*** Opening of Provided data ***

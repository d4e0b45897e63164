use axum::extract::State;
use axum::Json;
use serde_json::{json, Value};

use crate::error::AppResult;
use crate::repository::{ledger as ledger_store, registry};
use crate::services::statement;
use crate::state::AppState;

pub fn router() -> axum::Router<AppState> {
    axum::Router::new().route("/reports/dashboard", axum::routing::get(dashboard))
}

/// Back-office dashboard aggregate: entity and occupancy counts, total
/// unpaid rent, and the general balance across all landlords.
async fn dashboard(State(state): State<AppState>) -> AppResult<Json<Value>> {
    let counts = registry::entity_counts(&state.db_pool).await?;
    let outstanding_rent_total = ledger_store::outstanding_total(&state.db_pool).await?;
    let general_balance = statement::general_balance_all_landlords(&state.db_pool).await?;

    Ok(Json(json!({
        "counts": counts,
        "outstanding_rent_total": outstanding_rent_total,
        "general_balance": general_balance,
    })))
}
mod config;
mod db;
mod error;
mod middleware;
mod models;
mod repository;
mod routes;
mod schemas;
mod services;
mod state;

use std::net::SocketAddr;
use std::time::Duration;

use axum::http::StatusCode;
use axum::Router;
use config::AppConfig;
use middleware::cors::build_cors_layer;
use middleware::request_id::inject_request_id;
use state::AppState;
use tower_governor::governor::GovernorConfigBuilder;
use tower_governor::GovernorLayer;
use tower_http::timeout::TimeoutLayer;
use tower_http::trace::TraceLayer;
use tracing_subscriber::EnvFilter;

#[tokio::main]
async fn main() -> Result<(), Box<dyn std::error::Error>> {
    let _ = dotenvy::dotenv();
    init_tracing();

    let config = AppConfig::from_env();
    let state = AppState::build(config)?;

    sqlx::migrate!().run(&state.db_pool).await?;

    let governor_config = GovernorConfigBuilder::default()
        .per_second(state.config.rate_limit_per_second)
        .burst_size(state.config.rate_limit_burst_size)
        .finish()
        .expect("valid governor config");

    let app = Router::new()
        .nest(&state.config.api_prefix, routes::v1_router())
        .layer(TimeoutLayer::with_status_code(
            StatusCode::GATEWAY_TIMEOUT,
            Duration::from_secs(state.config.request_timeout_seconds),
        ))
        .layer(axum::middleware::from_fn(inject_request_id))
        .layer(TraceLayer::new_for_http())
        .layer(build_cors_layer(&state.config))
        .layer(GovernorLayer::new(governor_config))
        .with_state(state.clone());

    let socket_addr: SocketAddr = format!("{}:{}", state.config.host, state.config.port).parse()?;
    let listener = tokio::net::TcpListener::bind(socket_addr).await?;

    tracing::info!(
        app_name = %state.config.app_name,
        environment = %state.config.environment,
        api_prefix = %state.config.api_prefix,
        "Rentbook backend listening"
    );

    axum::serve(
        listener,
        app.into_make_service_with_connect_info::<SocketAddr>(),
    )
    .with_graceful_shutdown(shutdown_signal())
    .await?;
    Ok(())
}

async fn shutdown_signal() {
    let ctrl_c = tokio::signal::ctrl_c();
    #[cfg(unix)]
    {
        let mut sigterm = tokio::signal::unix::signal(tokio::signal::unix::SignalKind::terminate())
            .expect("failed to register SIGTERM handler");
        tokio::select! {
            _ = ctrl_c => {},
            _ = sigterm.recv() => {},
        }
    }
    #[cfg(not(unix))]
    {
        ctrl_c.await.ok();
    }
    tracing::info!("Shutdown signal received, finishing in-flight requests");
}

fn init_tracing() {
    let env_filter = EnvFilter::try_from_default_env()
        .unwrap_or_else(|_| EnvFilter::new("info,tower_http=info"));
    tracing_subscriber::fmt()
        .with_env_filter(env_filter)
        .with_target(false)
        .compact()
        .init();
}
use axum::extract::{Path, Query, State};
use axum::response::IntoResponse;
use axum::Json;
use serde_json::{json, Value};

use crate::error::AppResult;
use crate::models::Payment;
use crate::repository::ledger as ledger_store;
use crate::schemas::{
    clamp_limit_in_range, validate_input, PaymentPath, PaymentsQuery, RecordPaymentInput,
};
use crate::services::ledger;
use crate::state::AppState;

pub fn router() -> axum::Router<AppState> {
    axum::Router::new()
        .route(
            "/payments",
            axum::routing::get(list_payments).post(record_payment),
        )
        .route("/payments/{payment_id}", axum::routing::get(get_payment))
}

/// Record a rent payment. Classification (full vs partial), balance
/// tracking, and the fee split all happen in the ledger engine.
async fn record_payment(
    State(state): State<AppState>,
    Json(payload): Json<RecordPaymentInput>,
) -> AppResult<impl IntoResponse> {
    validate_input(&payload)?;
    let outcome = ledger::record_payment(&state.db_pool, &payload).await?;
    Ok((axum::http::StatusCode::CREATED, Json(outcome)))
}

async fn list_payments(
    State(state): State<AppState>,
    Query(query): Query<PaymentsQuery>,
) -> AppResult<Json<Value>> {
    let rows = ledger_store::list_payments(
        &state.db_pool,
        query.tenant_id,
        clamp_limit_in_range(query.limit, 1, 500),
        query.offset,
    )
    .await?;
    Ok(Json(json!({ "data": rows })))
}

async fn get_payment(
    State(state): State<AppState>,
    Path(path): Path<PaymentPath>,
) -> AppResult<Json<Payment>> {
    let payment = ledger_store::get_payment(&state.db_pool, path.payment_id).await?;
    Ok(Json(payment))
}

*** Close of Provided data ***

» Problem to work on
Would you please give all of the records again exactly as they stand?

» Exercise solution
repository d4e0b45897e63164
use axum::extract::State;
use axum::Json;
use serde_json::{json, Value};

use crate::error::AppResult;
use crate::repository::{ledger as ledger_store, registry};
use crate::services::statement;
use crate::state::AppState;

pub fn router() -> axum::Router<AppState> {
    axum::Router::new().route("/reports/dashboard", axum::routing::get(dashboard))
}

/// Back-office dashboard aggregate: entity and occupancy counts, total
/// unpaid rent, and the general balance across all landlords.
async fn dashboard(State(state): State<AppState>) -> AppResult<Json<Value>> {
    let counts = registry::entity_counts(&state.db_pool).await?;
    let outstanding_rent_total = ledger_store::outstanding_total(&state.db_pool).await?;
    let general_balance = statement::general_balance_all_landlords(&state.db_pool).await?;

    Ok(Json(json!({
        "counts": counts,
        "outstanding_rent_total": outstanding_rent_total,
        "general_balance": general_balance,
    })))
}
mod config;
mod db;
mod error;
mod middleware;
mod models;
mod repository;
mod routes;
mod schemas;
mod services;
mod state;

use std::net::SocketAddr;
use std::time::Duration;

use axum::http::StatusCode;
use axum::Router;
use config::AppConfig;
use middleware::cors::build_cors_layer;
use middleware::request_id::inject_request_id;
use state::AppState;
use tower_governor::governor::GovernorConfigBuilder;
use tower_governor::GovernorLayer;
use tower_http::timeout::TimeoutLayer;
use tower_http::trace::TraceLayer;
use tracing_subscriber::EnvFilter;

#[tokio::main]
async fn main() -> Result<(), Box<dyn std::error::Error>> {
    let _ = dotenvy::dotenv();
    init_tracing();

    let config = AppConfig::from_env();
    let state = AppState::build(config)?;

    sqlx::migrate!().run(&state.db_pool).await?;

    let governor_config = GovernorConfigBuilder::default()
        .per_second(state.config.rate_limit_per_second)
        .burst_size(state.config.rate_limit_burst_size)
        .finish()
        .expect("valid governor config");

    let app = Router::new()
        .nest(&state.config.api_prefix, routes::v1_router())
        .layer(TimeoutLayer::with_status_code(
            StatusCode::GATEWAY_TIMEOUT,
            Duration::from_secs(state.config.request_timeout_seconds),
        ))
        .layer(axum::middleware::from_fn(inject_request_id))
        .layer(TraceLayer::new_for_http())
        .layer(build_cors_layer(&state.config))
        .layer(GovernorLayer::new(governor_config))
        .with_state(state.clone());

    let socket_addr: SocketAddr = format!("{}:{}", state.config.host, state.config.port).parse()?;
    let listener = tokio::net::TcpListener::bind(socket_addr).await?;

    tracing::info!(
        app_name = %state.config.app_name,
        environment = %state.config.environment,
        api_prefix = %state.config.api_prefix,
        "Rentbook backend listening"
    );

    axum::serve(
        listener,
        app.into_make_service_with_connect_info::<SocketAddr>(),
    )
    .with_graceful_shutdown(shutdown_signal())
    .await?;
    Ok(())
}

async fn shutdown_signal() {
    let ctrl_c = tokio::signal::ctrl_c();
    #[cfg(unix)]
    {
        let mut sigterm = tokio::signal::unix::signal(tokio::signal::unix::SignalKind::terminate())
            .expect("failed to register SIGTERM handler");
        tokio::select! {
            _ = ctrl_c => {},
            _ = sigterm.recv() => {},
        }
    }
    #[cfg(not(unix))]
    {
        ctrl_c.await.ok();
    }
    tracing::info!("Shutdown signal received, finishing in-flight requests");
}

fn init_tracing() {
    let env_filter = EnvFilter::try_from_default_env()
        .unwrap_or_else(|_| EnvFilter::new("info,tower_http=info"));
    tracing_subscriber::fmt()
        .with_env_filter(env_filter)
        .with_target(false)
        .compact()
        .init();
}
use axum::extract::{Path, Query, State};
use axum::response::IntoResponse;
use axum::Json;
use serde_json::{json, Value};

use crate::error::AppResult;
use crate::models::Payment;
use crate::repository::ledger as ledger_store;
use crate::schemas::{
    clamp_limit_in_range, validate_input, PaymentPath, PaymentsQuery, RecordPaymentInput,
};
use crate::services::ledger;
use crate::state::AppState;

pub fn router() -> axum::Router<AppState> {
    axum::Router::new()
        .route(
            "/payments",
            axum::routing::get(list_payments).post(record_payment),
        )
        .route("/payments/{payment_id}", axum::routing::get(get_payment))
}

/// Record a rent payment. Classification (full vs partial), balance
/// tracking, and the fee split all happen in the ledger engine.
async fn record_payment(
    State(state): State<AppState>,
    Json(payload): Json<RecordPaymentInput>,
) -> AppResult<impl IntoResponse> {
    validate_input(&payload)?;
    let outcome = ledger::record_payment(&state.db_pool, &payload).await?;
    Ok((axum::http::StatusCode::CREATED, Json(outcome)))
}

async fn list_payments(
    State(state): State<AppState>,
    Query(query): Query<PaymentsQuery>,
) -> AppResult<Json<Value>> {
    let rows = ledger_store::list_payments(
        &state.db_pool,
        query.tenant_id,
        clamp_limit_in_range(query.limit, 1, 500),
        query.offset,
    )
    .await?;
    Ok(Json(json!({ "data": rows })))
}

async fn get_payment(
    State(state): State<AppState>,
    Path(path): Path<PaymentPath>,
) -> AppResult<Json<Payment>> {
    let payment = ledger_store::get_payment(&state.db_pool, path.payment_id).await?;
    Ok(Json(payment))
}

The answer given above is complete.